Coldrune runs behind a reverse proxy that handles TLS, rate limiting, and the X-Real-Ip header.

Caution

Do not expose Coldrune directly to the internet. It trusts X-Real-Ip and X-Forwarded-For headers unconditionally, so a trusted reverse proxy must set these.

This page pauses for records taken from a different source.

//! Transport failure classification
//!
//! One fixed mapping from [`TransportFailure`] to [`AppError`], shared by
//! every repository. Repositories may override message text through
//! [`ErrorMessages`], never the variant.

use crate::api::ErrorResponse;
use crate::error::{AppError, TransportFailure};

pub const INVALID_REQUEST: &str = "Invalid request";
pub const AUTHENTICATION_REQUIRED: &str = "Authentication required";
pub const ACCESS_DENIED: &str = "Access denied";
pub const NOT_FOUND: &str = "The requested resource was not found";
pub const CONFLICT: &str = "Resource already exists";
pub const SERVER_ERROR: &str = "Server error. Please try again later.";
pub const TIMEOUT: &str = "Request timed out. Please check your connection.";
pub const UNRESOLVED_HOST: &str = "Unable to reach server. Please check your internet connection.";
pub const NETWORK_ERROR: &str = "Network error occurred. Please check your connection.";
pub const UNEXPECTED_RESPONSE: &str = "Received an unexpected response from the server";

/// Per-repository message overrides.
///
/// # Example
/// ```
/// use agrohub::classify::ErrorMessages;
///
/// let messages = ErrorMessages::new()
///     .not_found("User not found")
///     .conflict("User already exists");
/// ```
#[derive(Debug, Clone, Default, PartialEq, Eq)]
pub struct ErrorMessages {
    unauthorized: Option<&'static str>,
    forbidden: Option<&'static str>,
    not_found: Option<&'static str>,
    conflict: Option<&'static str>,
}

impl ErrorMessages {
    pub fn new() -> Self {
        Self::default()
    }

    /// Message for HTTP 401.
    pub fn unauthorized(mut self, message: &'static str) -> Self {
        self.unauthorized = Some(message);
        self
    }

    /// Message for HTTP 403.
    pub fn forbidden(mut self, message: &'static str) -> Self {
        self.forbidden = Some(message);
        self
    }

    /// Message for HTTP 404.
    pub fn not_found(mut self, message: &'static str) -> Self {
        self.not_found = Some(message);
        self
    }

    /// Message for HTTP 409.
    pub fn conflict(mut self, message: &'static str) -> Self {
        self.conflict = Some(message);
        self
    }
}

/// Map a transport failure to its domain error. Total; never panics.
pub fn classify(failure: &TransportFailure, messages: &ErrorMessages) -> AppError {
    match failure {
        TransportFailure::Http { status, body } => {
            classify_status(*status, body.as_deref(), messages)
        }
        TransportFailure::Timeout => AppError::Network(TIMEOUT.to_string()),
        TransportFailure::UnresolvedHost => AppError::Network(UNRESOLVED_HOST.to_string()),
        TransportFailure::Io(_) => AppError::Network(NETWORK_ERROR.to_string()),
        TransportFailure::Decode(_) => AppError::Unknown(UNEXPECTED_RESPONSE.to_string()),
        TransportFailure::Other(detail) => AppError::Unknown(if detail.trim().is_empty() {
            "An unknown error occurred".to_string()
        } else {
            detail.clone()
        }),
    }
}

fn classify_status(status: u16, body: Option<&str>, messages: &ErrorMessages) -> AppError {
    match status {
        400 => AppError::Validation(validation_message(body)),
        401 => AppError::Authentication(
            messages.unauthorized.unwrap_or(AUTHENTICATION_REQUIRED).to_string(),
        ),
        403 => AppError::Authorization(messages.forbidden.unwrap_or(ACCESS_DENIED).to_string()),
        404 => AppError::NotFound(messages.not_found.unwrap_or(NOT_FOUND).to_string()),
        409 => AppError::Validation(messages.conflict.unwrap_or(CONFLICT).to_string()),
        500..=599 => AppError::ServerError(SERVER_ERROR.to_string()),
        other => AppError::Unknown(format!("An unexpected error occurred (HTTP {other})")),
    }
}

/// Extract a validation message from a 400 response body.
///
/// Prefers the backend's `message` field, then the raw body, then
/// [`INVALID_REQUEST`].
pub fn validation_message(body: Option<&str>) -> String {
    let Some(body) = body.map(str::trim).filter(|b| !b.is_empty()) else {
        return INVALID_REQUEST.to_string();
    };

    match serde_json::from_str::<ErrorResponse>(body) {
        Ok(parsed) => parsed
            .message
            .map(|m| m.trim().to_string())
            .filter(|m| !m.is_empty())
            .unwrap_or_else(|| INVALID_REQUEST.to_string()),
        Err(_) => body.to_string(),
    }
}

#[cfg(test)]
mod tests {
    use super::*;
    use proptest::prelude::*;

    fn http(status: u16) -> TransportFailure {
        TransportFailure::Http { status, body: None }
    }

    fn defaults() -> ErrorMessages {
        ErrorMessages::default()
    }

    #[test]
    fn test_status_mapping() {
        let m = defaults();
        assert!(matches!(classify(&http(400), &m), AppError::Validation(_)));
        assert!(matches!(classify(&http(401), &m), AppError::Authentication(_)));
        assert!(matches!(classify(&http(403), &m), AppError::Authorization(_)));
        assert!(matches!(classify(&http(404), &m), AppError::NotFound(_)));
        assert!(matches!(classify(&http(409), &m), AppError::Validation(_)));
        assert!(matches!(classify(&http(500), &m), AppError::ServerError(_)));
        assert!(matches!(classify(&http(503), &m), AppError::ServerError(_)));
        assert!(matches!(classify(&http(599), &m), AppError::ServerError(_)));
    }

    #[test]
    fn test_unmapped_status_is_unknown() {
        let err = classify(&http(418), &defaults());
        assert_eq!(
            err,
            AppError::Unknown("An unexpected error occurred (HTTP 418)".to_string())
        );
    }

    #[test]
    fn test_connectivity_failures_are_network() {
        let m = defaults();
        assert_eq!(
            classify(&TransportFailure::Timeout, &m),
            AppError::Network(TIMEOUT.to_string())
        );
        assert_eq!(
            classify(&TransportFailure::UnresolvedHost, &m),
            AppError::Network(UNRESOLVED_HOST.to_string())
        );
        assert_eq!(
            classify(&TransportFailure::Io("reset".to_string()), &m),
            AppError::Network(NETWORK_ERROR.to_string())
        );
    }

    #[test]
    fn test_decode_and_other_are_unknown() {
        let m = defaults();
        assert!(matches!(
            classify(&TransportFailure::Decode("eof".to_string()), &m),
            AppError::Unknown(_)
        ));
        assert_eq!(
            classify(&TransportFailure::Other(String::new()), &m),
            AppError::Unknown("An unknown error occurred".to_string())
        );
    }

    #[test]
    fn test_overrides_change_message_not_variant() {
        let m = ErrorMessages::new()
            .unauthorized("Invalid credentials")
            .forbidden("No feed for you")
            .not_found("User not found")
            .conflict("User already exists");

        assert_eq!(
            classify(&http(401), &m),
            AppError::Authentication("Invalid credentials".to_string())
        );
        assert_eq!(
            classify(&http(403), &m),
            AppError::Authorization("No feed for you".to_string())
        );
        assert_eq!(
            classify(&http(404), &m),
            AppError::NotFound("User not found".to_string())
        );
        assert_eq!(
            classify(&http(409), &m),
            AppError::Validation("User already exists".to_string())
        );
    }

    #[test]
    fn test_validation_message_from_error_body() {
        let body = r#"{"timestamp":"2024-01-01T00:00:00","status":400,"error":"Bad Request","message":"Username is taken","path":"/api/users"}"#;
        let err = classify(
            &TransportFailure::Http {
                status: 400,
                body: Some(body.to_string()),
            },
            &defaults(),
        );
        assert_eq!(err, AppError::Validation("Username is taken".to_string()));
    }

    #[test]
    fn test_validation_message_fallbacks() {
        assert_eq!(validation_message(None), INVALID_REQUEST);
        assert_eq!(validation_message(Some("   ")), INVALID_REQUEST);
        assert_eq!(validation_message(Some("content too long")), "content too long");
        assert_eq!(validation_message(Some(r#"{"status":400}"#)), INVALID_REQUEST);
        assert_eq!(validation_message(Some(r#"{"message":"  "}"#)), INVALID_REQUEST);
    }

    proptest! {
        #[test]
        fn prop_every_status_classifies(status in 100u16..600, body in proptest::option::of(".*")) {
            let err = classify(&TransportFailure::Http { status, body }, &defaults());
            prop_assert!(!err.message().is_empty());

            let expected = match status {
                400 | 409 => "validation",
                401 => "authentication",
                403 => "authorization",
                404 => "not_found",
                500..=599 => "server_error",
                _ => "unknown",
            };
            prop_assert_eq!(err.kind(), expected);
        }

        #[test]
        fn prop_io_detail_never_leaks(detail in ".*") {
            let err = classify(&TransportFailure::Io(detail), &defaults());
            prop_assert_eq!(err, AppError::Network(NETWORK_ERROR.to_string()));
        }
    }
}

Process management with systemd

Create /etc/systemd/system/coldrune.service:

[Unit]
Description=Coldrune Secret Manager
After=network.target

[Service]
Type=simple
User=coldrune
Group=coldrune
WorkingDirectory=/var/lib/coldrune
EnvironmentFile=/etc/coldrune/.env
ExecStart=/usr/local/bin/coldrune server start
Restart=on-failure
RestartSec=5

# Hardening
NoNewPrivileges=true
ProtectSystem=strict
ProtectHome=true
ReadWritePaths=/var/lib/coldrune
PrivateTmp=true

[Install]
WantedBy=multi-user.target

Set up the user and directories:

# Create system user
sudo useradd --system --shell /usr/sbin/nologin --home /var/lib/coldrune coldrune
sudo mkdir -p /var/lib/coldrune /etc/coldrune

# Place your .env file
sudo cp .env /etc/coldrune/.env
sudo chmod 600 /etc/coldrune/.env
sudo chown coldrune:coldrune /etc/coldrune/.env

# Enable and start
sudo systemctl daemon-reload
sudo systemctl enable coldrune
sudo systemctl start coldrune

# Check status
sudo systemctl status coldrune
sudo journalctl -u coldrune -f

Reverse proxy

nginx

upstream coldrune {
    server 127.0.0.1:7100;
}

# Rate limiting zone
limit_req_zone $binary_remote_addr zone=coldrune_api:10m rate=30r/s;

server {
    listen 443 ssl http2;
    server_name api.coldrune.com;

    ssl_certificate     /etc/letsencrypt/live/api.coldrune.com/fullchain.pem;
    ssl_certificate_key /etc/letsencrypt/live/api.coldrune.com/privkey.pem;

    # Pass real client IP
    proxy_set_header X-Real-Ip $remote_addr;
    proxy_set_header X-Forwarded-For $proxy_add_x_forwarded_for;
    proxy_set_header Host $host;

    location / {
        limit_req zone=coldrune_api burst=60 nodelay;
        proxy_pass http://coldrune;
    }
}

server {
    listen 80;
    server_name api.coldrune.com;
    return 301 https://$host$request_uri;
}

Caddy

api.coldrune.com {
    reverse_proxy localhost:7100 {
        header_up X-Real-Ip {remote_host}
    }
}

Caddy handles TLS automatically via Let’s Encrypt.

Verify

# Health check
curl https://api.coldrune.com/health
# {"status": "ok"}

# Login
coldrune --server-url https://api.coldrune.com auth login --email admin@example.com

Database location

By default, Coldrune creates coldrune.db in the working directory. For production, set an explicit path:

COLDRUNE_DB_PATH=/var/lib/coldrune/coldrune.db

The database file and its WAL/SHM companions are created with 0600 permissions.